Yo sé que La Pampa es la provincia que le va a quitar el quórum a Cristina en el Senado y yo sé que ella también lo sabe, por eso está poniendo sus ojos ahí. La Secretaría Administrativa del Senado, que se sienta a la derecha de Cristina, es quien se podría quedar afuera: “Luchy” Alonso, segunda candidata a senadora, un perfil muy interesante, pero eso es lo que está en juego.

Usted habló de construir rumbo a 2023. Mauricio Macri, Horacio Rodríguez Larrreta, Patricia Bullrich, María Eugenia Vidal… hoy hay diferentes liderazgos en el PRO. ¿Dónde lo encolumnamos a usted?

– Yo creo que lo más importante es que tenemos jugadores para todas las canchas, tenemos perfiles que pueden ir a un lado u otro, no es como en 2015 cuando Mauricio era el único referente.

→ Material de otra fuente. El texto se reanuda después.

//! Typed failures surfaced by [`crate::SessionController`].

use shared::error::{ErrorCode, FailureReport};
use thiserror::Error;

use crate::SocialProvider;

#[derive(Debug, Error)]
pub enum SessionError {
    #[error("authentication failed: {0}")]
    Auth(String),
    #[error("no authenticated user")]
    NotAuthenticated,
    #[error("failed to update profile: {0}")]
    ProfileUpdate(String),
    #[error("another session transition is already in progress")]
    TransitionInProgress,
    #[error("invalid input: {0}")]
    InvalidInput(&'static str),
    #[error("verification failed: {0}")]
    Verification(String),
    #[error("backend request failed: {0}")]
    Backend(#[source] anyhow::Error),
}

impl SessionError {
    pub fn code(&self) -> ErrorCode {
        match self {
            Self::Auth(_) => ErrorCode::Auth,
            Self::NotAuthenticated => ErrorCode::NotAuthenticated,
            Self::ProfileUpdate(_) => ErrorCode::ProfileUpdate,
            Self::TransitionInProgress => ErrorCode::TransitionInProgress,
            Self::InvalidInput(_) => ErrorCode::Validation,
            Self::Verification(_) => ErrorCode::Verification,
            Self::Backend(_) => ErrorCode::Internal,
        }
    }

    pub fn report(&self) -> FailureReport {
        FailureReport::new(self.code(), self.to_string())
    }
}

/// Which form a failure is reported against.
#[derive(Debug, Clone, Copy, PartialEq, Eq)]
pub enum FormContext {
    SignIn,
    SocialSignIn(SocialProvider),
    SignUp,
    PhoneVerification,
    ProfileSetup,
    PasswordReset,
}

/// Maps a failure to the message rendered next to the triggering form.
pub fn classify_failure(context: FormContext, err: &SessionError) -> String {
    match (context, err) {
        (_, SessionError::TransitionInProgress | SessionError::NotAuthenticated) => {
            err.code().user_message().to_string()
        }
        (FormContext::SignIn | FormContext::SignUp, SessionError::InvalidInput(_)) => {
            "Please enter a valid email and password".to_string()
        }
        (FormContext::SignIn, _) => ErrorCode::Auth.user_message().to_string(),
        (FormContext::SocialSignIn(provider), _) => {
            format!("Failed to sign in with {}", provider.label())
        }
        (FormContext::SignUp, _) => "Failed to create account".to_string(),
        (FormContext::PhoneVerification, SessionError::InvalidInput(_)) => {
            "Please enter a valid phone number and 6-digit code".to_string()
        }
        (FormContext::PhoneVerification, _) => {
            ErrorCode::Verification.user_message().to_string()
        }
        (FormContext::ProfileSetup, SessionError::InvalidInput(_)) => {
            "Username must be at least 3 characters and contain only letters, numbers, and underscores"
                .to_string()
        }
        (FormContext::ProfileSetup, _) => ErrorCode::ProfileUpdate.user_message().to_string(),
        (FormContext::PasswordReset, _) => {
            "Failed to send reset email. Please try again.".to_string()
        }
    }
}

#[cfg(test)]
mod tests {
    use super::*;

    #[test]
    fn codes_follow_the_error_kind() {
        assert_eq!(SessionError::Auth("x".into()).code(), ErrorCode::Auth);
        assert_eq!(
            SessionError::NotAuthenticated.code(),
            ErrorCode::NotAuthenticated
        );
        assert_eq!(
            SessionError::Backend(anyhow::anyhow!("boom")).report().code,
            ErrorCode::Internal
        );
    }

    #[test]
    fn sign_in_failures_read_as_invalid_credentials() {
        let message = classify_failure(
            FormContext::SignIn,
            &SessionError::Auth("upstream said no".into()),
        );
        assert_eq!(message, "Invalid credentials");
    }

    #[test]
    fn busy_controller_is_reported_the_same_on_every_form() {
        let err = SessionError::TransitionInProgress;
        assert_eq!(
            classify_failure(FormContext::SignUp, &err),
            classify_failure(FormContext::ProfileSetup, &err)
        );
    }

    #[test]
    fn social_failures_name_the_provider() {
        let err = SessionError::Auth("consent revoked".into());
        assert_eq!(
            classify_failure(FormContext::SocialSignIn(SocialProvider::Google), &err),
            "Failed to sign in with Google"
        );
        assert_eq!(
            classify_failure(FormContext::SocialSignIn(SocialProvider::Apple), &err),
            "Failed to sign in with Apple"
        );
    }

    #[test]
    fn rejected_credentials_are_not_reported_as_backend_failures() {
        let err = SessionError::InvalidInput("email");
        assert_eq!(
            classify_failure(FormContext::SignUp, &err),
            "Please enter a valid email and password"
        );
        assert_eq!(
            classify_failure(FormContext::SignIn, &err),
            "Please enter a valid email and password"
        );
        assert_eq!(
            classify_failure(FormContext::SignUp, &SessionError::Auth("taken".into())),
            "Failed to create account"
        );
    }
}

Hay liderazgos intermedios, el de Horacio, el de Patricia, el de María Eugenia y el del propio Mauricio, que algunos buscan jubilarlo y yo creo que va a ser central en este armado.

Yo tengo mucha afinidad con Horacio Rodríguez Larreta, su tenacidad en la gestión, su forma de gestionar, me formé al lado de él, trabajé con él en la atención inmediata en la Ciudad, recorría todas las noches la Ciudad para tratar de que las personas que dormían en la calle no lo hicieran. Y la verdad que vi en él esa tenacidad para gestionar la Ciudad y creo que va a ser el próximo Presidente en 2023. Pero hay que darle lugar a todos para que participen. Patricia ha logrado en el partido una llegada que quizás no tenía antes y ha formado cuadros en todo el país. Soy de los que creen más en el equipo que en una persona.

– ¿El desenlace de ese camino es a través de una gran primaria en 2023?

Sí, yo creo que sí, como la hemos tenido en 2015. Lo que hemos ensayado en La Pampa, que tuvimos distintas listas, es también lo que tiene que pasar en 2023 donde todos tengan posibilidad de participar.

– ¿Qué ha aprendido el PRO de su paso por el gobierno nacional entre 2015 y 2019?

La experiencia en la gestión, que muy pocos cuadros nuestros la tenían. Después, me parece que escuchar mucho más al electorado, que fue lo que nos plantearon en 2019. Entender que una gestión es un proceso que tiene que tener una continuidad más allá de cuatro años.. A veces hay reformas que hay que hacerlas con mayor acompañamiento político.